L’apprendistato di Sanders, l’adolescente protagonista del romanzo, si blocca e implode. Le spade è la vicenda di un Edipo asfissiato, di qualcuno che afferma di essere “uno spettatore della vita”. Amore e Morte vi si rincorrono come desiderio e limite fino a sovrapporsi ed essere la stessa cosa. (Ricordo che mentre traducevo mi venivano in mente certe pagine di un’opera che mi aveva tormentato, fra prendere e lasciare, negli anni di università, l’Anti-Edipo di Deleuze e Guattari: oggi ho l’impressione che Sanders sia in realtà un Anti-Edipo che non voglia o anzi non sappia di esserlo). Il desiderio in lui ha un decorso ossessivo, a senso unico, perché si esaurisce in Claude, la sorella amata nelle forme della monomania feticista e di una dilettazione claustrofobica. Perché Claude non esiste nel mondo esterno ma solo negli interni domestici e la si immagina al massimo in alcova o a teatro. Claude nel romanzo è la sola sopravvissuta allo sterminio parentale, a una madre che da tempo non esiste più e a un padre che sta venendo meno: infatti Sanders parla della sua situazione associandola a un Tristano e Isotta degenerato. Il desiderio di Sanders tuttavia si rilancia in una ossessione masturbatoria perché Claude di continuo si sottrae, si nega, sparisce. I gesti attivi del protagonista hanno un valore puramente compensativo, riempiono un vuoto mentre, letteralmente, essi vanno a vuoto: entrare nella Resistenza, passare con perfetta nonchalance dalla Resistenza alla Milizia del boia Jacques Darnand o, come un Lafcadio redivivo, uccidere a freddo e del tutto gratuitamente un ragazzo ebreo sono atti che si equivalgono in quanto accessori inessenziali, pulsioni deliranti, azioni fantasmatiche che trascorrono fatalmente da un nulla a un altro nulla. In effetti Sanders tradisce i rossi perché a loro non perdona l’etica della speranza, il credo nel sol dell’avvenire: a costoro preferisce il nichilismo dei neri, la verità imperdonabile dei vinti e degli sconfitti dalla Storia. Tale è la morte, la “bella morte” cui inneggia da sempre l’Edipo in cui camicia nera, vale a dire il tragico onanismo dei fascisti. In una pagina rivelatrice, Sanders afferma di identificarsi con la mesta icona della malinconia, la quale, secondo Sigmund Freud, segnala la mancanza che genera il desiderio:
Mi sono visto di colpo nel grande museo deserto, davanti all’Angelo triste di Filippino Lippi. Il ragazzino senza età, coi capelli che gli cadono sul capo, la fronte sciupata, l’aria d’aver sprecato tutto dall’inizio, la sua grande fedeltà alla sventura, la nobiltà degli angeli vinti, tanti segni che mi hanno preso alla gola. [Le spade, trad. di M. R., Edizioni Tassinari, Firenze 2021, pp. 93-94]
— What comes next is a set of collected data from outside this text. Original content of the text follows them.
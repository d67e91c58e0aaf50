// Frame loop control
//
// Window events are reduced to LoopEvents, folded into FrameLoop, and at
// the end of every event batch FrameLoop says what to do with the iteration.
// Kept free of Vulkan so it can be driven from tests.

use std::time::Duration;
use winit::event::WindowEvent;
use winit::keyboard::{KeyCode, PhysicalKey};

/// How long to wait between iterations while the window is minimized
pub const MINIMIZED_THROTTLE: Duration = Duration::from_millis(100);

#[derive(Debug, Clone, Copy, PartialEq, Eq)]
pub enum LoopEvent {
    Quit,
    Minimized,
    Restored,
    Resized { width: u32, height: u32 },
}

/// Outcome of one loop iteration
#[derive(Debug, Clone, Copy, PartialEq, Eq)]
pub enum Iteration {
    /// Leave the event loop
    Exit,
    /// Window hidden: wait, don't draw
    Throttle(Duration),
    /// Draw a frame, after rebuilding the swapchain at this size if set
    Draw { resize: Option<(u32, u32)> },
}

#[derive(Debug, Default)]
pub struct FrameLoop {
    quit: bool,
    stop_rendering: bool,
    pending_resize: Option<(u32, u32)>,
}

impl FrameLoop {
    pub fn new() -> Self {
        Self::default()
    }

    pub fn handle(&mut self, event: LoopEvent) {
        match event {
            LoopEvent::Quit => self.quit = true,
            LoopEvent::Minimized => {
                if !self.stop_rendering {
                    log::debug!("Window minimized, pausing rendering");
                }
                self.stop_rendering = true;
            }
            LoopEvent::Restored => {
                if self.stop_rendering {
                    log::debug!("Window restored, resuming rendering");
                }
                self.stop_rendering = false;
            }
            LoopEvent::Resized { width, height } => {
                // A visible size after being hidden is a restore
                self.handle(LoopEvent::Restored);
                self.pending_resize = Some((width, height));
            }
        }
    }

    /// Called once all pending events of this iteration are handled
    pub fn end_iteration(&mut self) -> Iteration {
        if self.quit {
            Iteration::Exit
        } else if self.stop_rendering {
            Iteration::Throttle(MINIMIZED_THROTTLE)
        } else {
            Iteration::Draw {
                resize: self.pending_resize.take(),
            }
        }
    }

    pub fn stop_rendering(&self) -> bool {
        self.stop_rendering
    }

    pub fn quit_requested(&self) -> bool {
        self.quit
    }
}

/// Reduce a window event to what the loop cares about
pub fn translate(event: &WindowEvent) -> Option<LoopEvent> {
    match event {
        WindowEvent::CloseRequested | WindowEvent::Destroyed => Some(LoopEvent::Quit),
        WindowEvent::KeyboardInput { event, .. }
            if event.state.is_pressed()
                && event.physical_key == PhysicalKey::Code(KeyCode::Escape) =>
        {
            Some(LoopEvent::Quit)
        }
        WindowEvent::Occluded(true) => Some(LoopEvent::Minimized),
        WindowEvent::Occluded(false) => Some(LoopEvent::Restored),
        WindowEvent::Resized(size) if size.width == 0 || size.height == 0 => {
            Some(LoopEvent::Minimized)
        }
        WindowEvent::Resized(size) => Some(LoopEvent::Resized {
            width: size.width,
            height: size.height,
        }),
        _ => None,
    }
}

#[cfg(test)]
mod tests {
    use super::*;
    use winit::dpi::PhysicalSize;

    /// Run `iterations` loop turns, counting the draws
    fn count_draws(frame_loop: &mut FrameLoop, iterations: usize) -> usize {
        (0..iterations)
            .filter(|_| matches!(frame_loop.end_iteration(), Iteration::Draw { .. }))
            .count()
    }

    #[test]
    fn draws_every_iteration_by_default() {
        let mut frame_loop = FrameLoop::new();
        assert_eq!(count_draws(&mut frame_loop, 5), 5);
    }

    #[test]
    fn minimize_stops_drawing_until_restore() {
        let mut frame_loop = FrameLoop::new();

        frame_loop.handle(LoopEvent::Minimized);
        assert!(frame_loop.stop_rendering());
        assert_eq!(frame_loop.end_iteration(), Iteration::Throttle(MINIMIZED_THROTTLE));
        assert_eq!(count_draws(&mut frame_loop, 10), 0);

        frame_loop.handle(LoopEvent::Restored);
        assert!(!frame_loop.stop_rendering());
        assert_eq!(count_draws(&mut frame_loop, 3), 3);
    }

    #[test]
    fn quit_exits_on_the_same_iteration() {
        let mut frame_loop = FrameLoop::new();
        frame_loop.handle(LoopEvent::Quit);
        assert!(frame_loop.quit_requested());
        assert_eq!(frame_loop.end_iteration(), Iteration::Exit);
    }

    #[test]
    fn quit_wins_over_minimize() {
        let mut frame_loop = FrameLoop::new();
        frame_loop.handle(LoopEvent::Minimized);
        frame_loop.handle(LoopEvent::Quit);
        assert_eq!(frame_loop.end_iteration(), Iteration::Exit);
    }

    #[test]
    fn resize_is_delivered_once_and_only_when_visible() {
        let mut frame_loop = FrameLoop::new();
        frame_loop.handle(LoopEvent::Minimized);
        frame_loop.handle(LoopEvent::Resized { width: 800, height: 600 });
        frame_loop.handle(LoopEvent::Minimized);
        assert!(matches!(frame_loop.end_iteration(), Iteration::Throttle(_)));

        frame_loop.handle(LoopEvent::Restored);
        assert_eq!(
            frame_loop.end_iteration(),
            Iteration::Draw { resize: Some((800, 600)) }
        );
        assert_eq!(frame_loop.end_iteration(), Iteration::Draw { resize: None });
    }

    #[test]
    fn resize_after_minimize_restores() {
        let mut frame_loop = FrameLoop::new();
        frame_loop.handle(LoopEvent::Minimized);
        frame_loop.handle(LoopEvent::Resized { width: 1700, height: 900 });
        assert!(!frame_loop.stop_rendering());
    }

    #[test]
    fn translates_window_events() {
        assert_eq!(translate(&WindowEvent::CloseRequested), Some(LoopEvent::Quit));
        assert_eq!(translate(&WindowEvent::Occluded(true)), Some(LoopEvent::Minimized));
        assert_eq!(translate(&WindowEvent::Occluded(false)), Some(LoopEvent::Restored));
        assert_eq!(
            translate(&WindowEvent::Resized(PhysicalSize::new(0, 0))),
            Some(LoopEvent::Minimized)
        );
        assert_eq!(
            translate(&WindowEvent::Resized(PhysicalSize::new(1280, 720))),
            Some(LoopEvent::Resized { width: 1280, height: 720 })
        );
        assert_eq!(translate(&WindowEvent::Focused(true)), None);
    }
}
Avevo già tradotto questa pagina, stavo lavorando alle bozze del libro quando mi arrivò da Strasburgo una cartolina con l’effigie del meraviglioso Buste d’ange (1489-’93 circa) di Filippino Lippi che illustra il locale Musée des Beaux-Arts, datata 9 agosto 2002 e spedita da due amici, Mariarosa Bricchi e suo marito Flavio Fergonzi: non avevo mai visto l’Angelo e ho inteso la cartolina sia come un messaggio augurale sia come un oroscopo del romanzo.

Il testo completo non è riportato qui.